• Task:
Please report, as a single number, how many lines in the entries include the string "TargetStateError".
==== Record extracts ====
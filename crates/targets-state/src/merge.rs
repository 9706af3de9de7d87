//! The emission merge engine.
//!
//! Each call runs two phases against the state:
//!
//! 1. **Clear** -- every entry previously contributed by the given contacts
//!    is removed (all entries when no contacts are given). A contact that
//!    resubmits its observations supersedes everything it sent before.
//! 2. **Merge** -- each usable emission is upserted as
//!    `targets[type].emissions[id][contact]`.
//!
//! Emissions for an unknown target, without a contact id, or flagged as
//! deleted are dropped without error. Drops can be observed through a
//! [`MergeObserver`]; observing never changes what is merged.

use serde::Deserialize;
use serde_json::Value;
use tracing::{debug, trace};

use targets_types::{ContactId, Emission, EmissionId};

use crate::error::TargetStateError;
use crate::store::{RequestorEntry, TargetState};

/// Why an emission was left out of the merge.
#[derive(Debug, Clone, Copy, PartialEq, Eq, PartialOrd, Ord, Hash)]
pub enum DropReason {
    /// The record could not be read as an emission.
    Malformed,
    /// No target with the emission's `type` exists.
    UnknownTarget,
    /// The emission has no usable contact id.
    MissingRequestor,
    /// The emission is a tombstone.
    Deleted,
}

/// Counts for a single merge call.
#[derive(Debug, Clone, Copy, PartialEq, Eq, Default)]
pub struct MergeStats {
    /// Requestor entries removed by the clear phase.
    pub cleared: usize,
    /// Requestor entries written by the merge phase.
    pub written: usize,
    /// Writes that inserted a new entry or replaced a different one.
    pub changed: usize,
    /// Emissions dropped.
    pub dropped: usize,
}

impl MergeStats {
    /// Whether either phase changed the state.
    pub const fn is_updated(&self) -> bool {
        self.cleared > 0 || self.changed > 0
    }
}

/// Diagnostics hook for the merge engine.
pub trait MergeObserver {
    /// Called once for every dropped emission.
    fn emission_dropped(&mut self, emission_id: Option<&EmissionId>, reason: DropReason);

    /// Called once when the merge call finishes.
    fn merge_completed(&mut self, _stats: &MergeStats) {}
}

/// An observer that ignores everything.
#[derive(Debug, Clone, Copy, Default)]
pub struct NoopObserver;

impl MergeObserver for NoopObserver {
    fn emission_dropped(&mut self, _emission_id: Option<&EmissionId>, _reason: DropReason) {}
}

/// An observer that tallies drops by reason.
#[derive(Debug, Clone, Default, PartialEq, Eq)]
pub struct CountingObserver {
    /// Unreadable records.
    pub malformed: usize,
    /// Emissions referencing an unknown target.
    pub unknown_target: usize,
    /// Emissions without a contact id.
    pub missing_requestor: usize,
    /// Deleted emissions.
    pub deleted: usize,
    /// Completed merge calls.
    pub merges: usize,
}

impl CountingObserver {
    /// Total drops across all reasons.
    pub const fn total_dropped(&self) -> usize {
        self.malformed
            .saturating_add(self.unknown_target)
            .saturating_add(self.missing_requestor)
            .saturating_add(self.deleted)
    }
}

impl MergeObserver for CountingObserver {
    fn emission_dropped(&mut self, _emission_id: Option<&EmissionId>, reason: DropReason) {
        let counter = match reason {
            DropReason::Malformed => &mut self.malformed,
            DropReason::UnknownTarget => &mut self.unknown_target,
            DropReason::MissingRequestor => &mut self.missing_requestor,
            DropReason::Deleted => &mut self.deleted,
        };
        *counter = counter.saturating_add(1);
    }

    fn merge_completed(&mut self, _stats: &MergeStats) {
        self.merges = self.merges.saturating_add(1);
    }
}

/// Apply a batch of emissions reported by `contact_ids`.
///
/// Returns `true` when the clear or merge phase changed at least one
/// requestor entry.
pub fn store_emissions(
    state: &mut TargetState,
    contact_ids: Option<&[ContactId]>,
    emissions: &[Emission],
) -> bool {
    store_emissions_observed(state, contact_ids, emissions, &mut NoopObserver).is_updated()
}

/// [`store_emissions`], reporting drops and counts to `observer`.
pub fn store_emissions_observed(
    state: &mut TargetState,
    contact_ids: Option<&[ContactId]>,
    emissions: &[Emission],
    observer: &mut dyn MergeObserver,
) -> MergeStats {
    let mut stats = MergeStats {
        cleared: clear_emissions(state, contact_ids),
        ..MergeStats::default()
    };
    merge_emissions(state, emissions, observer, &mut stats);
    finish(&stats, observer);
    stats
}

/// Apply a batch given as an untyped JSON value.
///
/// `emissions` must be a JSON array; anything else is rejected with
/// [`TargetStateError::InvalidArgument`] before the state is touched.
/// Array elements that do not read as emissions are dropped.
pub fn store_emission_values(
    state: &mut TargetState,
    contact_ids: Option<&[ContactId]>,
    emissions: &Value,
) -> Result<bool, TargetStateError> {
    store_emission_values_observed(state, contact_ids, emissions, &mut NoopObserver)
        .map(|stats| stats.is_updated())
}

/// [`store_emission_values`], reporting drops and counts to `observer`.
pub fn store_emission_values_observed(
    state: &mut TargetState,
    contact_ids: Option<&[ContactId]>,
    emissions: &Value,
    observer: &mut dyn MergeObserver,
) -> Result<MergeStats, TargetStateError> {
    let Value::Array(records) = emissions else {
        return Err(TargetStateError::InvalidArgument {
            reason: format!("emissions must be an array, got {}", json_kind(emissions)),
        });
    };

    let mut malformed = 0_usize;
    let parsed: Vec<Emission> = records
        .iter()
        .filter_map(|record| match Emission::deserialize(record) {
            Ok(emission) => Some(emission),
            Err(e) => {
                trace!(error = %e, "dropping unreadable emission record");
                observer.emission_dropped(None, DropReason::Malformed);
                malformed = malformed.saturating_add(1);
                None
            }
        })
        .collect();

    let mut stats = MergeStats {
        cleared: clear_emissions(state, contact_ids),
        dropped: malformed,
        ..MergeStats::default()
    };
    merge_emissions(state, &parsed, observer, &mut stats);
    finish(&stats, observer);
    Ok(stats)
}

/// Remove prior contributions. Returns the number of entries removed.
fn clear_emissions(state: &mut TargetState, contact_ids: Option<&[ContactId]>) -> usize {
    let mut cleared = 0_usize;

    for target in state.targets.values_mut() {
        match contact_ids {
            None => {
                cleared = cleared.saturating_add(target.requestor_count());
                target.emissions.clear();
            }
            Some(contact_ids) => {
                for requestors in target.emissions.values_mut() {
                    for contact_id in contact_ids {
                        if requestors.remove(contact_id).is_some() {
                            cleared = cleared.saturating_add(1);
                        }
                    }
                }
                target.emissions.retain(|_, requestors| !requestors.is_empty());
            }
        }
    }

    cleared
}

fn merge_emissions(
    state: &mut TargetState,
    emissions: &[Emission],
    observer: &mut dyn MergeObserver,
    stats: &mut MergeStats,
) {
    for emission in emissions {
        let Some(target) = state.targets.get_mut(&emission.target) else {
            drop_emission(emission, DropReason::UnknownTarget, observer, stats);
            continue;
        };
        let Some(requestor) = emission.requestor() else {
            drop_emission(emission, DropReason::MissingRequestor, observer, stats);
            continue;
        };
        if emission.is_deleted() {
            drop_emission(emission, DropReason::Deleted, observer, stats);
            continue;
        }

        let entry = RequestorEntry::from_emission(emission);
        let requestors = target.emissions.entry(emission.id.clone()).or_default();
        let unchanged = requestors.get(requestor) == Some(&entry);
        requestors.insert(requestor.clone(), entry);

        stats.written = stats.written.saturating_add(1);
        if !unchanged {
            stats.changed = stats.changed.saturating_add(1);
        }
    }
}

fn drop_emission(
    emission: &Emission,
    reason: DropReason,
    observer: &mut dyn MergeObserver,
    stats: &mut MergeStats,
) {
    trace!(emission_id = %emission.id, target_id = %emission.target, ?reason, "dropping emission");
    observer.emission_dropped(Some(&emission.id), reason);
    stats.dropped = stats.dropped.saturating_add(1);
}

fn finish(stats: &MergeStats, observer: &mut dyn MergeObserver) {
    debug!(
        cleared = stats.cleared,
        written = stats.written,
        changed = stats.changed,
        dropped = stats.dropped,
        "stored target emissions"
    );
    observer.merge_completed(stats);
}

const fn json_kind(value: &Value) -> &'static str {
    match value {
        Value::Null => "null",
        Value::Bool(_) => "boolean",
        Value::Number(_) => "number",
        Value::String(_) => "string",
        Value::Array(_) => "array",
        Value::Object(_) => "object",
    }
}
====
• Solution to the problem:
5